Светлый фон

Пока Тимофей выпивал и закусывал, а Устин, глядя на него, невольно облизывался, пришел кучер Фаддей.

– Устин, пиши, - велел Тимофей. - Кто была твоя прежняя барыня?

– Госпожа Прокофьева, - отвечал немногословный кучер.

– Филимона давно знаешь?

– Давно.

– Что о нем сказать можешь?

Фаддей пожал плечами.

– Как он к твоей барыне попал?

– Сестрица ихняя подарить изволили.

– Давно ли?

Фаддей опять пожал плечами. Очевидно, настолько давно, что он и не помнил.

– А сестрица кто такова? - набравшись терпения, продолжал выяснять Тимофей.
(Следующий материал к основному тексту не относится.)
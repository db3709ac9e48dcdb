pub mod error;

pub use error::ServeError;
use std::path::PathBuf;
use thiserror::Error;

#[derive(Error, Debug)]
pub enum ServeError {
    #[error("Transport error: {0}")]
    Transport(#[from] std::io::Error),

    #[error("Peer closed the connection before the message was complete")]
    PeerClosed,

    #[error("Short write: {written} of {expected} bytes delivered")]
    ShortWrite { expected: usize, written: usize },

    #[error("Cannot open directory {path:?}: {source}")]
    DirectoryUnavailable {
        path: PathBuf,
        #[source]
        source: std::io::Error,
    },

    #[error("Admission rejected: {0} sessions already active")]
    AdmissionRejected(usize),
}

impl ServeError {
    /// True for failures that end the session without a response.
    pub fn is_transport(&self) -> bool {
        matches!(
            self,
            ServeError::Transport(_) | ServeError::PeerClosed | ServeError::ShortWrite { .. }
        )
    }
}
use std::path::PathBuf;
use std::time::Duration;
use thiserror::Error;

/// Fatal errors that abort generation
#[derive(Debug, Error)]
pub enum GenerateError {
    #[error("version file not found: {}", path.display())]
    MissingVersionFile { path: PathBuf },

    #[error("failed to read version file {}", path.display())]
    VersionRead {
        path: PathBuf,
        #[source]
        source: std::io::Error,
    },

    #[error("project config {} is missing metadata field '{key}'", path.display())]
    MissingMetadataField { key: String, path: PathBuf },

    #[error("failed to read project config {}: {reason}", path.display())]
    ConfigRead { path: PathBuf, reason: String },

    #[error("invalid settings file {}: {reason}", path.display())]
    Settings { path: PathBuf, reason: String },

    #[error("failed to write {}", path.display())]
    WriteFailure {
        path: PathBuf,
        #[source]
        source: std::io::Error,
    },
}

/// Why a best-effort source-control lookup produced no value
#[derive(Debug, Error)]
pub enum LookupError {
    #[error("'{0}' not found on PATH")]
    ToolNotFound(String),

    #[error("failed to run '{tool}': {source}")]
    Spawn {
        tool: String,
        #[source]
        source: std::io::Error,
    },

    #[error("'{tool}' did not finish within {timeout:?}")]
    Timeout { tool: String, timeout: Duration },

    #[error("'{tool}' exited with {status}: {stderr}")]
    ExitStatus {
        tool: String,
        status: std::process::ExitStatus,
        stderr: String,
    },

    #[error("'{0}' produced no output")]
    EmptyOutput(String),

    #[error("unexpected output from '{tool}': {output:?}")]
    MalformedOutput { tool: String, output: String },
}

pub type Result<T, E = GenerateError> = std::result::Result<T, E>;
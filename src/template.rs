//! Entry-point file template
//!
//! The bundled template is the data-driven header followed by a fixed
//! epilogue. The epilogue is an opaque asset: it is emitted byte-for-byte
//! and bumps [`EPILOGUE_VERSION`] whenever its text changes.

use std::borrow::Cow;

use crate::build_info::BuildInfo;

/// Version of the bundled epilogue asset
pub const EPILOGUE_VERSION: u32 = 1;

/// Fixed text emitted after the assignments
pub const EPILOGUE: &str = include_str!("../assets/init_epilogue.v1.py");

/// Header plus epilogue, with `{placeholder}` markers for every field
pub const BUNDLED: &str = concat!(
    include_str!("../assets/init_header.py.tmpl"),
    include_str!("../assets/init_epilogue.v1.py"),
);

#[derive(Debug, Clone)]
pub struct Template {
    text: Cow<'static, str>,
}

impl Default for Template {
    fn default() -> Self {
        Self::bundled()
    }
}

impl Template {
    pub fn new(text: impl Into<Cow<'static, str>>) -> Self {
        Self { text: text.into() }
    }

    pub fn bundled() -> Self {
        Self::new(BUNDLED)
    }

    pub fn text(&self) -> &str {
        &self.text
    }

    /// Substitute every known `{placeholder}` with the matching field.
    ///
    /// Single pass: substituted values are never rescanned, and braces that
    /// don't name a field are copied through untouched.
    pub fn render(&self, info: &BuildInfo) -> String {
        let text = self.text.as_ref();
        let mut out = String::with_capacity(text.len() + 256);
        let mut rest = text;

        while let Some(open) = rest.find('{') {
            out.push_str(&rest[..open]);
            let after = &rest[open + 1..];

            let value = after
                .find('}')
                .and_then(|close| info.field(&after[..close]).map(|v| (close, v)));

            match value {
                Some((close, v)) => {
                    out.push_str(v);
                    rest = &after[close + 1..];
                }
                None => {
                    out.push('{');
                    rest = after;
                }
            }
        }
        out.push_str(rest);
        out
    }

    /// Placeholder names present in the template, in order of appearance
    pub fn placeholders(&self) -> Vec<&str> {
        let mut names = Vec::new();
        let mut rest = self.text.as_ref();
        while let Some(open) = rest.find('{') {
            let after = &rest[open + 1..];
            match after.find('}') {
                Some(close) if is_identifier(&after[..close]) => {
                    names.push(&after[..close]);
                    rest = &after[close + 1..];
                }
                _ => rest = after,
            }
        }
        names
    }
}

fn is_identifier(s: &str) -> bool {
    !s.is_empty() && s.chars().all(|c| c.is_ascii_alphanumeric() || c == '_')
}

#[cfg(test)]
mod tests {
    use super::*;
    use crate::build_info::{ProjectMetadata, ASSIGNMENTS, NOT_AVAILABLE};

    fn info() -> BuildInfo {
        BuildInfo::new(
            "1.2.3",
            ProjectMetadata {
                author: "A. Author".to_string(),
                author_email: "a@example.org".to_string(),
                maintainer_email: "m@example.org".to_string(),
                url: "https://example.org".to_string(),
                download_url: "https://example.org/download".to_string(),
                license: "GPL v3".to_string(),
            },
            NOT_AVAILABLE,
            NOT_AVAILABLE,
        )
    }

    #[test]
    fn test_bundled_placeholders_cover_every_field() {
        let template = Template::bundled();
        let names = template.placeholders();
        assert_eq!(names.len(), ASSIGNMENTS.len());
        for (_, placeholder) in ASSIGNMENTS {
            assert!(names.contains(&placeholder), "missing {placeholder}");
        }
    }

    #[test]
    fn test_bundled_ends_with_epilogue() {
        assert!(BUNDLED.ends_with(EPILOGUE));
        assert!(!EPILOGUE.contains('{'));
    }

    #[test]
    fn test_render_substitutes_fields() {
        let out = Template::new("v={version} sha={revision}\n").render(&info());
        assert_eq!(out, "v=1.2.3 sha=n/a\n");
    }

    #[test]
    fn test_render_leaves_unknown_braces() {
        let out = Template::new("{shaStr} {} {version").render(&info());
        assert_eq!(out, "{shaStr} {} {version");
    }

    #[test]
    fn test_render_does_not_rescan_values() {
        let mut info = info();
        info.author = "{license}".to_string();
        let out = Template::new("{author}/{license}").render(&info);
        assert_eq!(out, "{license}/GPL v3");
    }

    #[test]
    fn test_render_handles_multibyte_text() {
        let out = Template::new("é{version}ü").render(&info());
        assert_eq!(out, "é1.2.3ü");
    }
}
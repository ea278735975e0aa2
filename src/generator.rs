//! Entry-point file generation
//!
//! Pipeline: version file + project metadata → revision → platform →
//! template → output file. Fatal errors (version, metadata, write) are
//! returned before anything touches the output path; revision and platform
//! lookups only ever degrade to `"n/a"`.

use std::fs;

use crate::build_info::{BuildInfo, DistMode};
use crate::error::{GenerateError, Result};
use crate::metadata;
use crate::platform::{HostOs, PlatformDescriber};
use crate::revision::RevisionResolver;
use crate::settings::Settings;
use crate::template::Template;

#[derive(Debug, Clone)]
pub struct InitFileGenerator {
    settings: Settings,
    template: Template,
    revision: RevisionResolver,
    platform: PlatformDescriber,
}

impl InitFileGenerator {
    /// Generator using the bundled template and the running host. The host
    /// is only inspected once a binary distribution needs its platform.
    pub fn new(settings: Settings) -> Self {
        let revision = RevisionResolver::new(settings.revision_dir(), settings.revision_timeout());
        Self {
            settings,
            template: Template::bundled(),
            revision,
            platform: PlatformDescriber::detect(),
        }
    }

    pub fn with_template(mut self, template: Template) -> Self {
        self.template = template;
        self
    }

    pub fn with_host(mut self, host: HostOs) -> Self {
        self.platform = PlatformDescriber::new(host);
        self
    }

    pub fn with_revision_resolver(mut self, revision: RevisionResolver) -> Self {
        self.revision = revision;
        self
    }

    pub fn settings(&self) -> &Settings {
        &self.settings
    }

    pub fn platform(&self) -> &PlatformDescriber {
        &self.platform
    }

    /// Read and trim the version file
    pub fn read_version(&self) -> Result<String> {
        let path = self.settings.version_file();
        if !path.is_file() {
            return Err(GenerateError::MissingVersionFile { path });
        }

        let version = fs::read_to_string(&path)
            .map_err(|source| GenerateError::VersionRead {
                path: path.clone(),
                source,
            })?
            .trim()
            .to_string();

        if version.is_empty() {
            return Err(GenerateError::MissingVersionFile { path });
        }
        Ok(version)
    }

    /// Gather every value for the template
    pub fn build_info(
        &self,
        mode: DistMode,
        version: Option<&str>,
        revision: Option<&str>,
    ) -> Result<BuildInfo> {
        let version = match version {
            Some(v) => v.to_string(),
            None => self.read_version()?,
        };
        let metadata = metadata::load(&self.settings.project_config())?;

        let revision = match revision {
            Some(sha) => sha.to_string(),
            None => self.revision.resolve(mode),
        };
        let platform = self.platform.describe(mode);

        Ok(BuildInfo::new(version, metadata, revision, platform))
    }

    /// Render the entry-point file without writing it
    pub fn render(
        &self,
        mode: DistMode,
        version: Option<&str>,
        revision: Option<&str>,
    ) -> Result<String> {
        let info = self.build_info(mode, version, revision)?;
        Ok(self.template.render(&info))
    }

    /// Render the entry-point file and overwrite the output path with it.
    /// Returns the rendered text.
    pub fn generate(
        &self,
        mode: DistMode,
        version: Option<&str>,
        revision: Option<&str>,
    ) -> Result<String> {
        let info = self.build_info(mode, version, revision)?;
        self.write(&info)
    }

    /// Render `info` and overwrite the output path, no backup
    pub fn write(&self, info: &BuildInfo) -> Result<String> {
        let text = self.template.render(info);

        let path = self.settings.output();
        fs::write(&path, &text).map_err(|source| GenerateError::WriteFailure {
            path: path.clone(),
            source,
        })?;

        tracing::info!(
            version = %info.version,
            revision = %info.revision,
            platform = %info.platform,
            path = %path.display(),
            "wrote init for {} {}",
            info.version,
            info.revision
        );
        Ok(text)
    }
}

#[cfg(test)]
mod tests {
    use super::*;
    use crate::build_info::NOT_AVAILABLE;
    use std::path::Path;
    use tempfile::TempDir;

    const SETUP_CFG: &str = "\
[metadata]
author = Open Science Tools Ltd
author_email = support@opensciencetools.org
maintainer_email = support@opensciencetools.org
url = https://www.psychopy.org/
download_url = https://github.com/psychopy/psychopy/releases/
license = GPL v3
";

    fn project(version: Option<&str>) -> TempDir {
        let temp_dir = TempDir::new().unwrap();
        let root = temp_dir.path();
        fs::write(root.join("setup.cfg"), SETUP_CFG).unwrap();
        fs::create_dir_all(root.join("psychopy")).unwrap();
        if let Some(v) = version {
            fs::write(root.join("version"), v).unwrap();
        }
        temp_dir
    }

    fn generator(root: &Path) -> InitFileGenerator {
        InitFileGenerator::new(Settings::for_root(root))
            .with_revision_resolver(
                RevisionResolver::new(root, std::time::Duration::from_secs(5))
                    .with_program("definitely-not-a-real-git-binary"),
            )
            .with_host(HostOs::MacOs {
                version: "10.5".to_string(),
                arch: "x86_64".to_string(),
            })
    }

    #[test]
    fn test_version_file_is_trimmed() {
        let temp_dir = project(Some("  2023.2.3\n"));
        assert_eq!(generator(temp_dir.path()).read_version().unwrap(), "2023.2.3");
    }

    #[test]
    fn test_blank_version_file_is_missing() {
        let temp_dir = project(Some("\n"));
        let err = generator(temp_dir.path()).read_version().unwrap_err();
        assert!(matches!(err, GenerateError::MissingVersionFile { .. }));
    }

    #[test]
    fn test_build_info_modes() {
        let temp_dir = project(Some("1.0.0"));
        let builder = generator(temp_dir.path());

        let none = builder.build_info(DistMode::None, None, None).unwrap();
        assert_eq!(none.revision, NOT_AVAILABLE);
        assert_eq!(none.platform, NOT_AVAILABLE);

        let sdist = builder.build_info(DistMode::Sdist, None, Some("abc1234")).unwrap();
        assert_eq!(sdist.revision, "abc1234");
        assert_eq!(sdist.platform, NOT_AVAILABLE);

        let bdist = builder.build_info(DistMode::Bdist, None, None).unwrap();
        assert_eq!(bdist.revision, NOT_AVAILABLE);
        assert_eq!(bdist.platform, "OSX_10.5_x86_64");
    }

    #[test]
    fn test_source_builds_leave_host_undetected() {
        let temp_dir = project(Some("1.0.0"));
        let builder = InitFileGenerator::new(Settings::for_root(temp_dir.path()))
            .with_revision_resolver(
                RevisionResolver::new(temp_dir.path(), std::time::Duration::from_secs(5))
                    .with_program("definitely-not-a-real-git-binary"),
            );

        builder.generate(DistMode::None, None, None).unwrap();
        builder.generate(DistMode::Sdist, None, None).unwrap();
        assert!(builder.platform().known_host().is_none());
    }

    #[test]
    fn test_explicit_version_skips_version_file() {
        let temp_dir = project(None);
        let info = generator(temp_dir.path())
            .build_info(DistMode::None, Some("9.9.9"), None)
            .unwrap();
        assert_eq!(info.version, "9.9.9");
        assert_eq!(info.license, "GPL v3");
    }

    #[test]
    fn test_render_does_not_write() {
        let temp_dir = project(Some("1.0.0"));
        let text = generator(temp_dir.path())
            .render(DistMode::None, None, None)
            .unwrap();
        assert!(text.contains("__version__ = '1.0.0'"));
        assert!(!temp_dir.path().join("psychopy/__init__.py").exists());
    }

    #[test]
    fn test_custom_template() {
        let temp_dir = project(Some("1.0.0"));
        let text = generator(temp_dir.path())
            .with_template(Template::new("VERSION = \"{version}\"\n"))
            .generate(DistMode::None, None, None)
            .unwrap();
        assert_eq!(text, "VERSION = \"1.0.0\"\n");
        assert_eq!(
            fs::read_to_string(temp_dir.path().join("psychopy/__init__.py")).unwrap(),
            text
        );
    }

    #[test]
    fn test_missing_package_dir_is_write_failure() {
        let temp_dir = project(Some("1.0.0"));
        fs::remove_dir_all(temp_dir.path().join("psychopy")).unwrap();

        let err = generator(temp_dir.path())
            .generate(DistMode::None, None, None)
            .unwrap_err();
        assert!(matches!(err, GenerateError::WriteFailure { .. }));
    }
}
– В столице проживать изволит.

Тимофей сообразил, в чем дело. Лет за тридцать до того, а то и ранее, пошла мода на крещеных калмычат. Их держали при себе красавицы высшего петербургского света, баловали, наряжали, когда они приходили в пору - женили и выдавали замуж. Но калмычонок - не моська и не попугай. Тех берут надолго, а чужеродное дитя может скоро надоесть. Видимо, Филимон, выйдя из трогательного и забавного детства, перестав быть модной живой игрушкой, сделался лицом страшен, скучен и обременителен, его спровадили к провинциальной родственнице. А никакому ремеслу не обучили, и был он годен лишь на то, чтобы отворять да затворять двери.

Знал же Тимофей об этом, потому что к шайке, в которой он состоял перед тем, как быть схваченным накануне московской чумы, прибился такой вот крещеный калмык - прекрасно владеющий русским, французским, немецким наречиями и злой, как черт.

– Давай-ка рассказывай про Филимонку все, что вспомнится. Ни в чем дурном замечен не был? В кражах, в блудных делах?

Фаддей покачал головой.

– Был ли женат? - продолжал домогаться Тимофей. - Имел ли детей? Или какую иную родню?

Вдруг Дунька встала.

– Я, сударь, к соседке сбегаю, - решительно сказала она. - Не успеет стриженая девка кос заплесть, как я обратно буду.